- What is required: Report every line of the records that contains the word "quote".

** Data extracts follows **

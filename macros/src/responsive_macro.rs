//! responsive! macro: `key: value` pairs to a `ResponsiveProp::Map`.

use proc_macro2::{Span, TokenStream};
use quote::quote;
use syn::parse::{Parse, ParseStream};
use syn::punctuated::Punctuated;
use syn::{Error, Expr, Ident, LitStr, Result, Token};

// ---------------------------------------------------------------------------
// AST types
// ---------------------------------------------------------------------------

/// A single `breakpoint: value` entry.
struct Entry {
    key: String,
    key_span: Span,
    value: Expr,
}

impl Parse for Entry {
    fn parse(input: ParseStream) -> Result<Self> {
        let (key, key_span) = if input.peek(LitStr) {
            let lit: LitStr = input.parse()?;
            (lit.value(), lit.span())
        } else {
            let ident: Ident = input.parse()?;
            (ident.to_string(), ident.span())
        };
        input.parse::<Token![:]>()?;
        let value: Expr = input.parse()?;
        Ok(Entry {
            key,
            key_span,
            value,
        })
    }
}

struct ResponsiveInput {
    entries: Punctuated<Entry, Token![,]>,
}

impl Parse for ResponsiveInput {
    fn parse(input: ParseStream) -> Result<Self> {
        Ok(ResponsiveInput {
            entries: Punctuated::parse_terminated(input)?,
        })
    }
}

// ---------------------------------------------------------------------------
// Code generation
// ---------------------------------------------------------------------------

/// Reject empty input and repeated breakpoint keys.
fn validate(input: &ResponsiveInput) -> Result<()> {
    if input.entries.is_empty() {
        return Err(Error::new(
            Span::call_site(),
            "responsive! needs at least one `breakpoint: value` entry",
        ));
    }
    let mut seen: Vec<&str> = Vec::with_capacity(input.entries.len());
    for entry in &input.entries {
        if seen.contains(&entry.key.as_str()) {
            return Err(Error::new(
                entry.key_span,
                format!("breakpoint `{}` is given more than once", entry.key),
            ));
        }
        seen.push(&entry.key);
    }
    Ok(())
}

pub(crate) fn responsive_impl(input: TokenStream) -> Result<TokenStream> {
    let parsed: ResponsiveInput = syn::parse2(input)?;
    validate(&parsed)?;

    let pairs = parsed.entries.iter().map(|entry| {
        let key = &entry.key;
        let value = &entry.value;
        quote! { (#key, #value) }
    });

    Ok(quote! {
        ::strata::style::ResponsiveProp::from_pairs([#(#pairs),*])
    })
}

** End of Data extracts **

- Answer to the problem:
use quote::quote;
        quote! { (#key, #value) }
    Ok(quote! {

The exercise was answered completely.